Vale referir, quanto ao dano moral, que, via de regra, não pode ser considerado como in re ipsa, visto que não é presumido pela simples ocorrência do ilícito. O reconhecimento do dano ocorre quando trazidos aos autos dados suficientes à conformação do convencimento do magistrado acerca da existência não só da conduta ilícita, mas também do prejuízo dela decorrente. Entre eles deve, necessariamente, existir o nexo de causalidade, que nada mais é do que a situação probante da relação entre a conduta ilícita e o dano causado.
A reparação do dano moral pressupõe que a conduta lesiva seja de tal monta a provocar no lesado dor e sofrimento aptos a ocasionar modificação em seu estado emocional, suficiente para afetar sua vida pessoal e até mesmo social. O dano moral é aquele que, embora não atinja o patrimônio material da vítima, afeta-lhe o patrimônio ideal, causando-lhe dor, mágoa, tristeza.
Desse modo, é importante salientar que o dano moral, apto a ensejar a indenização respectiva, não se confunde com mero transtorno ou dissabor experimentado pelo indivíduo. Assim, as circunstâncias fáticas do caso concreto devem ser avaliadas com cuidado, a fim de verificar se são relevantes para acarretar a indenização pretendida. Em suma, não se prescinde de uma cuidadosa análise dos fatos ocorridos, pois, caso contrário, qualquer transtorno passível de ocorrer na vida em sociedade daria ensejo ao ressarcimento a título de dano moral, o que não se revela proporcional.
No caso trazido ao julgamento, quanto à configuração do dano moral, adoto as considerações do magistrado senteciante, in verbis:
"(...)
(B) Análise fática
O autor sustenta que esteve exposto a uma série de produtos químicos de efeitos nocivos, por ter trabalhado durante sucessivas horas com inseticidas organoclorados e organofosforados, durante um longo período de anos, sem uso de qualquer EPI ou material adequado, e sem qualquer informação pela ré dos efeitos nocivos de tais produtos em sua saúde. Isso, apesar da nocividade de tais inseticidas ser plenamente difundida na comunidade científica desde a década de 70, a ponto de terem seu uso restringindo no Brasil a partir de 1985. Sustenta que o uso contínuo de produtos nocivos à saúde, os quais contém em sua composição agentes químicos organoclorados, tais como DDT, BHC e Aldrin, e organofosforados ABATE/TEMEFÓS e MALATHION, entre outros, geram vários problemas de saúde, dentre os quais: doenças ou distúrbios neurológicos, respiratórios, digestivos, renais, endócrinos, dermatológicos e neoplasias (câncer).

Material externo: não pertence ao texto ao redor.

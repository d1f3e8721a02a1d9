//! PDF transcripts.
//!
//! Layout: A4 portrait. The first page carries the institution header and
//! the student identity block; every page repeats the table header and ends
//! with a footer holding the generation time and page number.

use std::path::{Path, PathBuf};

use chrono::{DateTime, Local};
use printpdf::image_crate::{self, GenericImageView};
use printpdf::{
    BuiltinFont, Color, Image, ImageTransform, IndirectFontRef, Line, Mm, PdfDocument,
    PdfLayerReference, Point, Rgb,
};
use tracing::warn;

use crate::config::InstitutionConfig;
use crate::error::{NotasError, Result};
use crate::transcript::{Transcript, TranscriptRow};
use super::html::BLANK;

const PAGE_WIDTH: f32 = 210.0;
const PAGE_HEIGHT: f32 = 297.0;
const MARGIN: f32 = 15.0;
const LOGO_SIZE: f32 = 24.0;
const ROW_HEIGHT: f32 = 7.0;
const FOOTER_Y: f32 = 10.0;
/// Lowest baseline a table row may use before breaking the page.
const TABLE_BOTTOM: f32 = 22.0;
/// Where the table header sits on the first page and on continuation pages.
const FIRST_TABLE_TOP: f32 = 218.0;
const CONTINUATION_TABLE_TOP: f32 = 275.0;

const BODY_SIZE: f32 = 9.0;
/// Rough Helvetica advance at `BODY_SIZE`, used to clip cell text.
const CHAR_WIDTH_MM: f32 = 1.75;

/// Table columns: title and width in millimetres.
const COLUMNS: [(&str, f32); 5] = [
    ("Asignatura", 62.0),
    ("Docente", 48.0),
    ("Nota Final", 22.0),
    ("Nota Especial", 24.0),
    ("Estado", 24.0),
];

/// Renders transcripts to PDF bytes.
#[derive(Debug, Clone)]
pub struct PdfExporter {
    institution: String,
    logo: Option<PathBuf>,
}

impl PdfExporter {
    pub fn new(institution: impl Into<String>, logo: Option<PathBuf>) -> Self {
        Self {
            institution: institution.into(),
            logo,
        }
    }

    pub fn from_config(config: &InstitutionConfig) -> Self {
        Self::new(config.name.clone(), Some(config.logo.clone()))
    }

    /// Render `transcript`, stamping the footer with the current local time.
    pub fn render(&self, transcript: &Transcript) -> Result<Vec<u8>> {
        self.render_at(transcript, Local::now())
    }

    /// Render `transcript` with an explicit generation time.
    pub fn render_at(&self, transcript: &Transcript, generated_at: DateTime<Local>) -> Result<Vec<u8>> {
        let title = format!("Notas {}", transcript.student.student_id);
        let (doc, first_page, first_layer) =
            PdfDocument::new(title, Mm(PAGE_WIDTH), Mm(PAGE_HEIGHT), "Contenido");

        let fonts = Fonts {
            regular: doc.add_builtin_font(BuiltinFont::Helvetica).map_err(pdf_error)?,
            bold: doc.add_builtin_font(BuiltinFont::HelveticaBold).map_err(pdf_error)?,
        };

        let pages = paginate(&transcript.rows);
        let total = pages.len();
        let stamp = generated_at.format("%d/%m/%Y %H:%M").to_string();

        for (index, rows) in pages.iter().enumerate() {
            let layer = if index == 0 {
                doc.get_page(first_page).get_layer(first_layer)
            } else {
                let (page, layer) = doc.add_page(Mm(PAGE_WIDTH), Mm(PAGE_HEIGHT), "Contenido");
                doc.get_page(page).get_layer(layer)
            };

            let table_top = if index == 0 {
                self.draw_header(&layer, &fonts, transcript);
                FIRST_TABLE_TOP
            } else {
                CONTINUATION_TABLE_TOP
            };

            draw_table(&layer, &fonts, table_top, rows);
            draw_footer(&layer, &fonts, &stamp, index + 1, total);
        }

        doc.save_to_bytes().map_err(pdf_error)
    }

    fn draw_header(&self, layer: &PdfLayerReference, fonts: &Fonts, transcript: &Transcript) {
        let top = PAGE_HEIGHT - MARGIN;
        let logo_drawn = self
            .logo
            .as_deref()
            .is_some_and(|path| draw_logo(layer, path, MARGIN, top - LOGO_SIZE));
        if !logo_drawn {
            draw_logo_placeholder(layer, fonts, MARGIN, top - LOGO_SIZE);
        }

        let text_x = MARGIN + LOGO_SIZE + 6.0;
        layer.use_text(&self.institution, 16.0, Mm(text_x), Mm(top - 8.0), &fonts.bold);
        layer.use_text(
            "Constancia de Calificaciones",
            12.0,
            Mm(text_x),
            Mm(top - 15.0),
            &fonts.regular,
        );
        rule(layer, top - LOGO_SIZE - 4.0, 0.8);

        let student = &transcript.student;
        let mut y = top - LOGO_SIZE - 12.0;
        let identity = [
            ("Estudiante:", student.student_name.as_str()),
            ("Carnet:", student.student_id.as_str()),
            ("Carrera:", student.program.as_str()),
        ];
        for (label, value) in identity {
            layer.use_text(label, 10.0, Mm(MARGIN), Mm(y), &fonts.bold);
            layer.use_text(or_blank(value), 10.0, Mm(MARGIN + 26.0), Mm(y), &fonts.regular);
            y -= 6.0;
        }

        let period = format!(
            "Año {}  ·  Ciclo {}  ·  Régimen {}",
            or_blank(&student.year),
            or_blank(&student.term),
            or_blank(&student.regime)
        );
        layer.use_text(period, 10.0, Mm(MARGIN), Mm(y), &fonts.regular);
        y -= 6.0;

        let totals = transcript.summary.totals_line();
        layer.use_text(totals, BODY_SIZE, Mm(MARGIN), Mm(y), &fonts.regular);
    }
}

struct Fonts {
    regular: IndirectFontRef,
    bold: IndirectFontRef,
}

/// Split rows into pages; always at least one page, even with no rows.
fn paginate(rows: &[TranscriptRow]) -> Vec<&[TranscriptRow]> {
    let first = rows_fitting(FIRST_TABLE_TOP);
    let rest = rows_fitting(CONTINUATION_TABLE_TOP);

    let split = first.min(rows.len());
    let (head, mut tail) = rows.split_at(split);
    let mut pages = vec![head];
    while !tail.is_empty() {
        let (page, remaining) = tail.split_at(rest.min(tail.len()));
        pages.push(page);
        tail = remaining;
    }
    pages
}

/// Body rows that fit below a table header drawn at `top`.
fn rows_fitting(top: f32) -> usize {
    (((top - ROW_HEIGHT) - TABLE_BOTTOM) / ROW_HEIGHT).floor() as usize + 1
}

fn draw_table(layer: &PdfLayerReference, fonts: &Fonts, top: f32, rows: &[TranscriptRow]) {
    let mut x = MARGIN;
    for (title, width) in COLUMNS {
        layer.use_text(title, BODY_SIZE, Mm(x + 1.0), Mm(top), &fonts.bold);
        x += width;
    }
    rule(layer, top - 2.5, 0.6);

    let mut y = top - ROW_HEIGHT;
    for row in rows {
        let classification = &row.classification;
        let cells = [
            row.record.subject.as_str(),
            row.record.instructor.as_str(),
            classification.final_grade.as_str(),
            classification.special_grade.as_deref().unwrap_or(BLANK),
            classification.status.label(),
        ];

        let mut x = MARGIN;
        for ((_, width), value) in COLUMNS.iter().zip(cells) {
            layer.use_text(clip(or_blank(value), *width), BODY_SIZE, Mm(x + 1.0), Mm(y), &fonts.regular);
            x += width;
        }
        rule(layer, y - 2.5, 0.2);
        y -= ROW_HEIGHT;
    }
}

fn draw_footer(layer: &PdfLayerReference, fonts: &Fonts, stamp: &str, page: usize, total: usize) {
    rule(layer, FOOTER_Y + 4.0, 0.4);
    layer.use_text(format!("Generado el {stamp}"), 8.0, Mm(MARGIN), Mm(FOOTER_Y), &fonts.regular);
    layer.use_text(
        format!("Página {page} / {total}"),
        8.0,
        Mm(PAGE_WIDTH - MARGIN - 22.0),
        Mm(FOOTER_Y),
        &fonts.regular,
    );
}

/// Embed the logo scaled into a `LOGO_SIZE` square. Returns false when the
/// image is missing or unreadable.
fn draw_logo(layer: &PdfLayerReference, path: &Path, x: f32, y: f32) -> bool {
    if !path.is_file() {
        return false;
    }

    let image = match image_crate::open(path) {
        Ok(image) => image,
        Err(e) => {
            warn!(path = %path.display(), error = %e, "could not read logo, using placeholder");
            return false;
        }
    };

    let (width, height) = image.dimensions();
    let longest = width.max(height).max(1) as f32;
    // Pixels per inch that make the longest side exactly LOGO_SIZE mm.
    let dpi = longest * 25.4 / LOGO_SIZE;

    Image::from_dynamic_image(&image).add_to_layer(
        layer.clone(),
        ImageTransform {
            translate_x: Some(Mm(x)),
            translate_y: Some(Mm(y)),
            dpi: Some(dpi),
            ..Default::default()
        },
    );
    true
}

fn draw_logo_placeholder(layer: &PdfLayerReference, fonts: &Fonts, x: f32, y: f32) {
    layer.set_outline_color(Color::Rgb(Rgb::new(0.6, 0.6, 0.6, None)));
    layer.set_outline_thickness(0.5);
    layer.add_line(Line {
        points: vec![
            (Point::new(Mm(x), Mm(y)), false),
            (Point::new(Mm(x + LOGO_SIZE), Mm(y)), false),
            (Point::new(Mm(x + LOGO_SIZE), Mm(y + LOGO_SIZE)), false),
            (Point::new(Mm(x), Mm(y + LOGO_SIZE)), false),
        ],
        is_closed: true,
    });
    layer.use_text("LOGO", 10.0, Mm(x + 6.5), Mm(y + LOGO_SIZE / 2.0 - 1.5), &fonts.bold);
}

/// Horizontal rule across the printable width.
fn rule(layer: &PdfLayerReference, y: f32, thickness: f32) {
    layer.set_outline_color(Color::Rgb(Rgb::new(0.55, 0.55, 0.55, None)));
    layer.set_outline_thickness(thickness);
    layer.add_line(Line {
        points: vec![
            (Point::new(Mm(MARGIN), Mm(y)), false),
            (Point::new(Mm(PAGE_WIDTH - MARGIN), Mm(y)), false),
        ],
        is_closed: false,
    });
}

fn or_blank(value: &str) -> &str {
    if value.trim().is_empty() { BLANK } else { value }
}

/// Shorten `value` so it fits a column `width` mm wide.
fn clip(value: &str, width: f32) -> String {
    let max_chars = ((width - 2.0) / CHAR_WIDTH_MM).floor().max(1.0) as usize;
    if value.chars().count() <= max_chars {
        return value.to_string();
    }
    let mut clipped: String = value.chars().take(max_chars.saturating_sub(1)).collect();
    clipped.push('…');
    clipped
}

fn pdf_error(e: impl std::fmt::Debug) -> NotasError {
    NotasError::Pdf(format!("{e:?}"))
}

#[cfg(test)]
mod tests {
    use super::*;
    use crate::classify::GradeClassifier;
    use crate::dataset::GradeRecord;

    fn transcript(rows: usize) -> Transcript {
        let records: Vec<GradeRecord> = (0..rows)
            .map(|i| GradeRecord {
                row: i,
                student_id: "25-0022-02".to_string(),
                student_name: "Juan Pérez".to_string(),
                program: "Ingeniería".to_string(),
                subject: format!("Asignatura {i}"),
                instructor: "M. López".to_string(),
                final_grade: if i % 2 == 0 { "75".to_string() } else { "45".to_string() },
                special_grade: "61".to_string(),
                year: "2025".to_string(),
                term: "I".to_string(),
                regime: "Diurno".to_string(),
            })
            .collect();
        let refs: Vec<&GradeRecord> = records.iter().collect();
        Transcript::build(&refs, &GradeClassifier::default()).unwrap()
    }

    #[test]
    fn test_render_produces_pdf() {
        let exporter = PdfExporter::new("Universidad Central", None);
        let bytes = exporter.render(&transcript(3)).unwrap();
        assert!(bytes.starts_with(b"%PDF"));
    }

    #[test]
    fn test_missing_logo_falls_back_to_placeholder() {
        let exporter = PdfExporter::new("Universidad Central", Some(PathBuf::from("/nonexistent/logo.png")));
        assert!(exporter.render(&transcript(1)).is_ok());
    }

    #[test]
    fn test_unreadable_logo_falls_back_to_placeholder() {
        let file = tempfile::Builder::new().suffix(".png").tempfile().unwrap();
        std::fs::write(file.path(), b"not an image").unwrap();
        let exporter = PdfExporter::new("Universidad Central", Some(file.path().to_path_buf()));
        assert!(exporter.render(&transcript(1)).is_ok());
    }

    #[test]
    fn test_paginate_breaks_long_transcripts() {
        let first = rows_fitting(FIRST_TABLE_TOP);
        let rest = rows_fitting(CONTINUATION_TABLE_TOP);
        assert!(rest > first);

        let t = transcript(first + rest + 1);
        let pages = paginate(&t.rows);
        assert_eq!(pages.len(), 3);
        assert_eq!(pages[0].len(), first);
        assert_eq!(pages[1].len(), rest);
        assert_eq!(pages[2].len(), 1);
        assert_eq!(pages.iter().map(|p| p.len()).sum::<usize>(), t.rows.len());
    }

    #[test]
    fn test_paginate_empty_still_has_a_page() {
        assert_eq!(paginate(&[]).len(), 1);
    }

    #[test]
    fn test_multi_page_render() {
        let exporter = PdfExporter::new("Universidad Central", None);
        let bytes = exporter.render(&transcript(90)).unwrap();
        assert!(bytes.starts_with(b"%PDF"));
    }

    #[test]
    fn test_clip() {
        assert_eq!(clip("Cálculo", 62.0), "Cálculo");
        let long = "x".repeat(100);
        let clipped = clip(&long, 22.0);
        assert!(clipped.ends_with('…'));
        assert_eq!(clipped.chars().count(), ((22.0 - 2.0) / CHAR_WIDTH_MM) as usize);
    }
}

Argumentou que o simples fato de ter havido tal exposição, da forma como ocorrida, seria suficiente para caracterizar o dano moral indenizável, pois seria potencializadora de desenvolvimento de diversas doenças graves. Importante salientar, que essa é a causa de pedir deduzida na inicial, o que repito: a exposição a tais químicos, sem fornecimento de EPI e sem controle médico ocupacional periodico, implicaria dano moral indenizável, independentemente do desenvolvimento de qualquer enfermidade.
O argumento não se sustenta.
Na esteira do que que foi dito no item (A) acima, a mera submissão aos pesticidas no exercício da atividade laboral não implica dano extrapatrimonial, uma vez que não é possível deduzir desse fato, para além da negligência do empregador (ato ilícito) qualquer sofrimento, angústica, desconforto substancial que implique no pagamento de indenização. Por outras palavras, analisado o pedido sob a perspectiva do item (A)(iii), ainda que o não fornecimento de EPI implique ato ilícito, não há qualquer comprovação dos transtornos que daí decorreram - e que não podem ser presumidos.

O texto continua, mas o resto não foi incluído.